Day 73 "The birth"
In Tokyo it costs more to see a movie than the total price of nineteen McDonald’s cheeseburgers, back home. That’s a lot of cheeseburgers. One could feed a small village of people with that kind of beef product. But here, in this fifteen by eighteen foot ninety-nine yen grocery store on the second floor basement of a discount generic everything is gray department store, nothing costs that much. It’s eighty-seven cents for four eggs and one dollar and seventy-four cents for ten slices of bacon, thick slices of bacon, and so I am thinking this is pretty cheap for a place like Tokyo.
I’m also thinking it’s time to leave; this grocery is getting more and more cramped by the minute. Three old women with what look like lawn chairs on wheels push their way into the store. This causes a small boy and his friend to literally pop right out of the store and shuffle over to the singlewide escalator. This is kind of funny because the boys have rectangular yellow-leather backpacks emblazoned with the words “Let’s Friendly Endeavor” in the shape of two people leaping.
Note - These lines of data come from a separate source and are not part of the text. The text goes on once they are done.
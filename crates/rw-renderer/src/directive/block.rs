//! Block directive trait and invocation data.
//!
//! Block directives use container syntax (`:::name[args]{options}` ... `:::`)
//! or, for body-less invocations, leaf syntax (`::name[args]{options}`).

use super::{DirectiveArgs, DirectiveContext, DirectiveError, DirectiveOutput};

/// How an option value is interpreted.
#[derive(Clone, Copy, Debug, PartialEq, Eq)]
pub enum OptionKind {
    /// Value passed through as written; may be empty.
    Unchanged,
    /// Presence-only option; a value is an error.
    Flag,
}

/// Declared option of a block directive.
#[derive(Clone, Copy, Debug, PartialEq, Eq)]
pub struct OptionSpec {
    /// Option name as written inside the braces.
    pub name: &'static str,
    /// How the value is interpreted.
    pub kind: OptionKind,
}

impl OptionSpec {
    /// Option whose value is passed through unchanged.
    #[must_use]
    pub const fn unchanged(name: &'static str) -> Self {
        Self {
            name,
            kind: OptionKind::Unchanged,
        }
    }

    /// Presence-only option.
    #[must_use]
    pub const fn flag(name: &'static str) -> Self {
        Self {
            name,
            kind: OptionKind::Flag,
        }
    }
}

/// A single block directive occurrence in the source.
#[derive(Clone, Debug, PartialEq, Eq)]
pub struct Invocation {
    /// Directive name.
    pub name: String,
    /// Arguments and options.
    pub args: DirectiveArgs,
    /// Body lines, dedented to the opener's indentation.
    pub content: String,
    /// Line number preceding the first body line.
    pub content_offset: usize,
    /// Line number of the opener (1-indexed).
    pub line: usize,
}

impl Invocation {
    /// Positional arguments.
    #[must_use]
    pub fn arguments(&self) -> Vec<&str> {
        self.args.arguments()
    }

    /// Option value by name.
    #[must_use]
    pub fn option(&self, name: &str) -> Option<&str> {
        self.args.get(name)
    }

    /// Whether an option is present.
    #[must_use]
    pub fn has_option(&self, name: &str) -> bool {
        self.args.has(name)
    }

    /// Whether the body holds anything besides whitespace.
    #[must_use]
    pub fn has_content(&self) -> bool {
        !self.content.trim().is_empty()
    }

    /// Fail with [`DirectiveError::EmptyContent`] unless a body is present.
    ///
    /// # Errors
    ///
    /// Returns an error when the body is empty or whitespace only.
    pub fn assert_has_content(&self) -> Result<(), DirectiveError> {
        if self.has_content() {
            Ok(())
        } else {
            Err(DirectiveError::EmptyContent {
                directive: self.name.clone(),
            })
        }
    }
}

/// Handler for block directives.
///
/// Directives are registered once and shared across renders, so they take
/// `&self` and must be `Send + Sync`. The host checks argument counts, option
/// names and flag values, and body presence against the declarations below
/// before calling [`run`](Self::run). `#name` and `.class` attributes are
/// always accepted.
///
/// # Example
///
/// ```
/// use rw_renderer::{Node, NodeKind};
/// use rw_renderer::directive::{
///     BlockDirective, DirectiveContext, DirectiveError, DirectiveOutput, Invocation,
/// };
///
/// struct Aside;
///
/// impl BlockDirective for Aside {
///     fn name(&self) -> &str { "aside" }
///
///     fn has_content(&self) -> bool { true }
///
///     fn run(
///         &self,
///         invocation: &Invocation,
///         ctx: &mut DirectiveContext<'_>,
///     ) -> Result<DirectiveOutput, DirectiveError> {
///         invocation.assert_has_content()?;
///         let children = ctx.nested_parse(&invocation.content, invocation.content_offset)?;
///         Ok(DirectiveOutput::node(Node::new(NodeKind::BlockQuote).with_children(children)))
///     }
/// }
/// ```
pub trait BlockDirective: Send + Sync {
    /// Directive name, matched against `:::name`.
    fn name(&self) -> &str;

    /// Number of required positional arguments.
    fn required_arguments(&self) -> usize {
        0
    }

    /// Number of optional positional arguments.
    fn optional_arguments(&self) -> usize {
        0
    }

    /// Declared options.
    fn option_spec(&self) -> &[OptionSpec] {
        &[]
    }

    /// Whether the directive accepts a body.
    fn has_content(&self) -> bool {
        false
    }

    /// Turn the invocation into document nodes.
    ///
    /// # Errors
    ///
    /// Returns an error when the invocation is invalid; the host reports it
    /// and keeps the raw directive source in the output.
    fn run(
        &self,
        invocation: &Invocation,
        ctx: &mut DirectiveContext<'_>,
    ) -> Result<DirectiveOutput, DirectiveError>;
}

/// Check an invocation against the directive's declarations.
pub(crate) fn validate(
    directive: &dyn BlockDirective,
    invocation: &Invocation,
) -> Result<(), DirectiveError> {
    let required = directive.required_arguments();
    let max = required + directive.optional_arguments();
    let found = invocation.arguments().len();
    if found < required || found > max {
        let expected = if required == max {
            required.to_string()
        } else {
            format!("{required}-{max}")
        };
        return Err(DirectiveError::ArgumentCount {
            directive: invocation.name.clone(),
            expected,
            found,
        });
    }

    let mut options: Vec<(&String, &String)> = invocation.args.options.iter().collect();
    options.sort();
    for (option, value) in options {
        let spec = directive
            .option_spec()
            .iter()
            .find(|spec| spec.name == option)
            .ok_or_else(|| DirectiveError::UnknownOption {
                directive: invocation.name.clone(),
                option: option.clone(),
            })?;
        if spec.kind == OptionKind::Flag && !value.is_empty() {
            return Err(DirectiveError::InvalidOptionValue {
                option: option.clone(),
                message: format!("flag takes no value, got `{value}`"),
            });
        }
    }

    if !directive.has_content() && invocation.has_content() {
        return Err(DirectiveError::UnexpectedContent {
            directive: invocation.name.clone(),
        });
    }

    Ok(())
}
I try turning around to shuffle toward the register, but I can’t. A pretty young housewife has cuddled up to the pyramid of eighty-seven cent sausages to my right. She is pinching and cooing at them as if they were her own baby’s fingers, her own baby that is at this moment regurgitating a piece of what I think is a banana on the shoulder of her mother’s expensive cashmere sweater.
Since I can’t turn around, I try sliding to my left, down the aisle of vegetables, which have all been neatly cloven and individually sealed inside perfectly wrinkle free cellophane. No luck. An older gentleman in a brown sweater, a shade of brown I have never before witnessed, a color more brown than anything should ever be, has fallen to the floor, undoubtedly pushed there by seven or eight barely pubescent girls huddling around the trinket rack. I stopped through this part of the store on my way in so I know they are fussing over the colorful fruit scented erasers and miniature postcards of Japanese pop icons like Glamour Friends and Beastie Foot. They don’t seem to notice that they butted this man to the floor. I reach down without bending over to try and help him up, but he refuses my hand. He apologizes several times, quickly, and then pushes past me toward the sausages. The girls do not move as I approach.
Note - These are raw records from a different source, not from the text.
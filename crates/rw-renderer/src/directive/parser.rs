//! Directive syntax parsing.
//!
//! Recognizes block directives (`:::name[args]{options}` ... `:::`), body-less
//! block directives (`::name[args]{options}`) and inline roles (`:name[text]`).

use super::DirectiveArgs;

/// Directive syntax recognized on a line.
#[derive(Debug, Clone, PartialEq, Eq)]
pub(crate) enum ParsedDirective {
    /// Body-less block directive: `::name[args]{options}`
    Leaf { name: String, args: DirectiveArgs },
    /// Container opening: `:::name[args]{options}`
    ContainerStart {
        name: String,
        args: DirectiveArgs,
        colon_count: usize,
    },
    /// Container closing: `:::`
    ContainerEnd { colon_count: usize },
}

/// Inline role found within a line.
#[derive(Debug, Clone, PartialEq, Eq)]
pub(crate) struct ParsedRole {
    /// Role name.
    pub name: String,
    /// Raw text between the brackets.
    pub text: String,
    /// Byte offset of the leading colon.
    pub start: usize,
    /// Byte offset just past the closing bracket.
    pub end: usize,
}

/// Parse a whole line as a container opening or closing.
///
/// Returns `None` if the line is not a container directive.
pub(crate) fn parse_container_line(line: &str) -> Option<ParsedDirective> {
    let trimmed = line.trim();

    if !trimmed.starts_with(":::") {
        return None;
    }

    let colon_count = trimmed.chars().take_while(|&c| c == ':').count();
    let after_colons = trimmed[colon_count..].trim();

    if after_colons.is_empty() {
        return Some(ParsedDirective::ContainerEnd { colon_count });
    }

    let (name, args, _) = parse_invocation(after_colons)?;

    Some(ParsedDirective::ContainerStart {
        name,
        args,
        colon_count,
    })
}

/// Parse a whole line as a body-less block directive: `::name[args]{options}`.
///
/// The directive must be the only content on the line.
pub(crate) fn parse_leaf_line(line: &str) -> Option<ParsedDirective> {
    let trimmed = line.trim();
    let rest = trimmed.strip_prefix("::")?;
    if rest.starts_with(':') {
        return None;
    }

    let (name, args, consumed) = parse_invocation(rest)?;
    if !rest[consumed..].trim().is_empty() {
        return None;
    }

    Some(ParsedDirective::Leaf { name, args })
}

/// Find the first inline role in `line` at or after byte offset `from`.
///
/// A role starts with a single colon that is at the start of the line or
/// follows a character that is neither alphanumeric nor a colon, so URLs and
/// `key:value` text are not mistaken for roles. The bracketed text is required.
pub(crate) fn find_role(line: &str, from: usize) -> Option<ParsedRole> {
    let mut search = from;

    while let Some(rel) = line[search..].find(':') {
        let start = search + rel;
        search = start + 1;

        let preceded_ok = line[..start]
            .chars()
            .next_back()
            .is_none_or(|c| !c.is_alphanumeric() && c != ':');
        let after = &line[start + 1..];
        if !preceded_ok || after.starts_with(':') {
            continue;
        }

        let name_end = after
            .find(|c: char| !is_name_char(c))
            .unwrap_or(after.len());
        let name = &after[..name_end];
        if name.is_empty() {
            continue;
        }

        let (text, consumed) = parse_brackets(&after[name_end..]);
        if consumed == 0 {
            continue;
        }

        return Some(ParsedRole {
            name: name.to_owned(),
            text,
            start,
            end: start + 1 + name_end + consumed,
        });
    }

    None
}

/// Parse `name[args]{options}` and return the bytes consumed.
fn parse_invocation(s: &str) -> Option<(String, DirectiveArgs, usize)> {
    let name_end = s
        .find(|c: char| c == '[' || c == '{' || c.is_whitespace())
        .unwrap_or(s.len());

    let name = &s[..name_end];
    if !is_valid_directive_name(name) {
        return None;
    }

    let mut pos = name_end;
    let (content, content_consumed) = parse_brackets(&s[pos..]);
    pos += content_consumed;
    let (attrs_str, attrs_consumed) = parse_braces(&s[pos..]);
    pos += attrs_consumed;

    Some((
        name.to_owned(),
        DirectiveArgs::parse(&content, &attrs_str),
        pos,
    ))
}

fn is_name_char(c: char) -> bool {
    c.is_alphanumeric() || c == '-' || c == '_'
}

/// Valid names contain only alphanumeric characters, hyphens, and underscores.
fn is_valid_directive_name(name: &str) -> bool {
    !name.is_empty() && name.chars().all(is_name_char)
}

/// Parse content from brackets: `[content]`, honoring nested brackets.
///
/// Returns (content, `bytes_consumed`); `bytes_consumed` is 0 if there is no
/// complete bracket group.
fn parse_brackets(s: &str) -> (String, usize) {
    parse_delimited(s, '[', ']')
}

/// Parse attributes from braces: `{#id .class key="value"}`.
fn parse_braces(s: &str) -> (String, usize) {
    parse_delimited(s, '{', '}')
}

fn parse_delimited(s: &str, open: char, close: char) -> (String, usize) {
    if !s.starts_with(open) {
        return (String::new(), 0);
    }

    let mut depth = 0usize;
    for (i, c) in s.char_indices() {
        if c == open {
            depth += 1;
        } else if c == close {
            depth -= 1;
            if depth == 0 {
                return (s[1..i].to_owned(), i + 1);
            }
        }
    }

    (String::new(), 0)
}

#[cfg(test)]
mod tests {
    use super::*;

    #[test]
    fn test_container_start() {
        let directive = parse_container_line(":::itemscope[Person]{tag=p compact}").unwrap();
        match directive {
            ParsedDirective::ContainerStart {
                name,
                args,
                colon_count,
            } => {
                assert_eq!(name, "itemscope");
                assert_eq!(args.argument, "Person");
                assert_eq!(args.get("tag"), Some("p"));
                assert!(args.has("compact"));
                assert_eq!(colon_count, 3);
            }
            other => panic!("expected container start, got {other:?}"),
        }
    }

    #[test]
    fn test_container_start_with_space() {
        let directive = parse_container_line("::: itemscope[Person]").unwrap();
        assert!(matches!(
            directive,
            ParsedDirective::ContainerStart { ref name, .. } if name == "itemscope"
        ));
    }

    #[test]
    fn test_container_end() {
        assert_eq!(
            parse_container_line(":::"),
            Some(ParsedDirective::ContainerEnd { colon_count: 3 })
        );
        assert_eq!(
            parse_container_line("  ::::  "),
            Some(ParsedDirective::ContainerEnd { colon_count: 4 })
        );
    }

    #[test]
    fn test_not_container() {
        assert!(parse_container_line("regular text").is_none());
        assert!(parse_container_line("::leaf").is_none());
        assert!(parse_container_line(":::foo@bar").is_none());
    }

    #[test]
    fn test_leaf_line() {
        let directive = parse_leaf_line("::itemscope[Person]{#jane}").unwrap();
        match directive {
            ParsedDirective::Leaf { name, args } => {
                assert_eq!(name, "itemscope");
                assert_eq!(args.argument, "Person");
                assert_eq!(args.name.as_deref(), Some("jane"));
            }
            other => panic!("expected leaf, got {other:?}"),
        }
    }

    #[test]
    fn test_leaf_line_rejects_trailing_text() {
        assert!(parse_leaf_line("::itemscope[Person] and more").is_none());
        assert!(parse_leaf_line(":::itemscope").is_none());
        assert!(parse_leaf_line("text ::itemscope").is_none());
    }

    #[test]
    fn test_find_role() {
        let line = "Written by :itemprop[Jane Doe <author>] today.";
        let role = find_role(line, 0).unwrap();
        assert_eq!(role.name, "itemprop");
        assert_eq!(role.text, "Jane Doe <author>");
        assert_eq!(&line[role.start..role.end], ":itemprop[Jane Doe <author>]");
    }

    #[test]
    fn test_find_role_with_href() {
        let line = ":itemprop[Home <url:https://example.org/>]";
        let role = find_role(line, 0).unwrap();
        assert_eq!(role.text, "Home <url:https://example.org/>");
        assert_eq!(role.start, 0);
        assert_eq!(role.end, line.len());
    }

    #[test]
    fn test_find_role_skips_non_roles() {
        let line = "Note: see https://example.org and a::b then :itemprop[X <y>]";
        let role = find_role(line, 0).unwrap();
        assert_eq!(role.name, "itemprop");
        assert_eq!(role.text, "X <y>");
    }

    #[test]
    fn test_find_role_requires_brackets() {
        assert!(find_role("time 10:30 and :itemprop without text", 0).is_none());
        assert!(find_role(":itemprop[unclosed", 0).is_none());
    }

    #[test]
    fn test_find_role_not_after_word() {
        assert!(find_role("word:itemprop[X <y>]", 0).is_none());
    }

    #[test]
    fn test_find_role_from_offset() {
        let line = ":a[1] :b[2]";
        let first = find_role(line, 0).unwrap();
        assert_eq!(first.name, "a");
        let second = find_role(line, first.end).unwrap();
        assert_eq!(second.name, "b");
        assert_eq!(second.text, "2");
    }

    #[test]
    fn test_parse_brackets() {
        assert_eq!(parse_brackets("[hello]"), ("hello".to_owned(), 7));
        assert_eq!(
            parse_brackets("[nested [brackets]]"),
            ("nested [brackets]".to_owned(), 19)
        );
        assert_eq!(parse_brackets("no brackets"), (String::new(), 0));
        assert_eq!(parse_brackets("[unclosed"), (String::new(), 0));
    }

    #[test]
    fn test_parse_braces() {
        assert_eq!(parse_braces("{#id}"), ("#id".to_owned(), 5));
        assert_eq!(parse_braces("{unclosed"), (String::new(), 0));
    }
}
Excuse me I say in Japanese, one of the first words I learned upon arriving here. The girls ignore me. I say it again, only louder, and one girl turns to look at me. She stares, apparently in awe and backs into her mass of friends. They all squirm and grunt a little at first, but then two more of them turn to look at me and suddenly they all fall together into the trinket rack and the whole thing collapses. One girl screams and begins to cry. The other girls roll around a bit, trying to get up. I slide past and step up to the register. The attendant looks at me, astonished.
All I have to pay for is a pear and what I think are shortbread cookies. But the attendant won’t take my coins. He shoes me away, mumbles something under his breath, and steps over to the trinket rack to stand it up again. Being unfamiliar with the customary gesture in a situation like this, I smile, bow, pocket my fruit and probable cookies, and step onto the escalator. I think everyone is watching me. I think everyone suspects I am not actually human. I think I need to avoid small, cramped stores like this in the future.
At the top of the escalator, the two boys with the yellow, “Lets Friendly Endeavor” backpacks are waiting. They too are staring straight at me, mouths open, arms akimbo; two little endeavors with their feet planted firmly on the ground.